# what do you think of this recipe



## Debora (Mar 28, 2008)

Hie,
I am looking for a new recipe and came across this one.
Thought I would run it by everyone as a am a new soap maker and could really use the extra help.
Thanks Debora

6lb batch..
Olive 16.10oz
Coconut 16.10oz
Crisco 32.20 oz
lye 9.09oz

water...full...23oz.
30% water discount.. 16oz. 

that is with a 6% super fat..
the recipe says  if florals are used use the water discount

The water discount is that with useing 7 ounce fragrant oils


----------



## soapaddict (Mar 29, 2008)

If your new at making soap I wouldn't discount the water. Esp w/florals they are famous for seizing or ricing, it's good to soap florals at a cooler temp at full water.

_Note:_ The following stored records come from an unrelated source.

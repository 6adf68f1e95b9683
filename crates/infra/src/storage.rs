//! In-memory image storage adapter.

use std::collections::HashMap;
use std::sync::RwLock;
use std::sync::atomic::{AtomicU64, Ordering};

use async_trait::async_trait;

use gearbase_app::{ImageStorage, ImageUpload, PortError, PortResult};

/// Keeps uploads in a map and remembers every delete, so tests can assert
/// that compensation actually ran.
#[derive(Debug, Default)]
pub struct InMemoryImageStorage {
    files: RwLock<HashMap<String, ImageUpload>>,
    deleted: RwLock<Vec<String>>,
    counter: AtomicU64,
}

impl InMemoryImageStorage {
    pub fn new() -> Self {
        Self::default()
    }

    pub fn contains(&self, url: &str) -> bool {
        self.files
            .read()
            .map(|files| files.contains_key(url))
            .unwrap_or(false)
    }

    pub fn stored_urls(&self) -> Vec<String> {
        self.files
            .read()
            .map(|files| files.keys().cloned().collect())
            .unwrap_or_default()
    }

    pub fn deleted_urls(&self) -> Vec<String> {
        self.deleted
            .read()
            .map(|deleted| deleted.clone())
            .unwrap_or_default()
    }
}

#[async_trait]
impl ImageStorage for InMemoryImageStorage {
    async fn upload(&self, image: ImageUpload, identifier_hint: &str) -> PortResult<String> {
        let n = self.counter.fetch_add(1, Ordering::Relaxed);
        let url = format!("memory://images/{}-{n}", identifier_hint.to_lowercase());
        self.files
            .write()
            .map_err(|_| PortError::Backend("lock poisoned".to_string()))?
            .insert(url.clone(), image);
        Ok(url)
    }

    async fn delete(&self, url: &str) -> PortResult<()> {
        let mut files = self
            .files
            .write()
            .map_err(|_| PortError::Backend("lock poisoned".to_string()))?;
        if files.remove(url).is_none() {
            return Err(PortError::NotFound);
        }
        self.deleted
            .write()
            .map_err(|_| PortError::Backend("lock poisoned".to_string()))?
            .push(url.to_string());
        Ok(())
    }
}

The recipe looks good to me though


----------



## Debora (Mar 29, 2008)

*useing full water*

thanks for the advise.
I am real new to soaping.
I have mainly worked with mp.
I have made two cp batches.
The first batch was awsome.
However I have never been able to find that recipe again,
My second batch sits in a plastic container.
It is so lye heavy it was made with Lard.
I havent thrown it away.
I dont know if I can remill it or not,
It broke up like chark when I tried to cut it.
THe lye  Ph reading after a month was  10 or more.
What a shame it was the pearly white.
I have rebatch before but simply adding milk to it I dont think could help.
Have any suggestions? 
Thanks
Debora


----------



## WilsonFamilyPicnic (Mar 30, 2008)

did you read the pH with strips? they can be off in the readings and read as being too high. did you make a boo boo somewhere that you know of that would have made it lye heavy? do you have an accurate scale?

can you can tell us the amount of oil and lye that you used....it may not be lost.


----------



## Debora (Mar 30, 2008)

*lye heavy*

I havent come across the recipe that I used for the soap.
Yes I used ph strips,
I take it that that is not a right choice.
Should I order ph Paper from a soap suplier instead? 
Thanks Debora


----------



## WilsonFamilyPicnic (Mar 30, 2008)

from my experience and what i've heard from others, you can get a useable bar of soap that reads 9 or 10 on a pH strip, its just the limitations to how the strips work. there are some threads about checking the pH of your soap on here. i've gotten good bars that aren't lye heavy that have read between 7-10 on my strips.

make sure you keep notes about your batches, at least the recipes! so if you like it you can remake it or if something goes awry you can figure it out later.


----------



## Debora (Mar 30, 2008)

*ph testing heavy lye*

Thank you for the advise.
I will definatly keep notes from here out.
Deb


----------



## IanT (Mar 31, 2008)

hey deb, also Im not sure if youve tried it yet but have you seen pauls wal-mart recipe ...has some of the ingredients you have already and i think it makes a lighter colored soap?


----------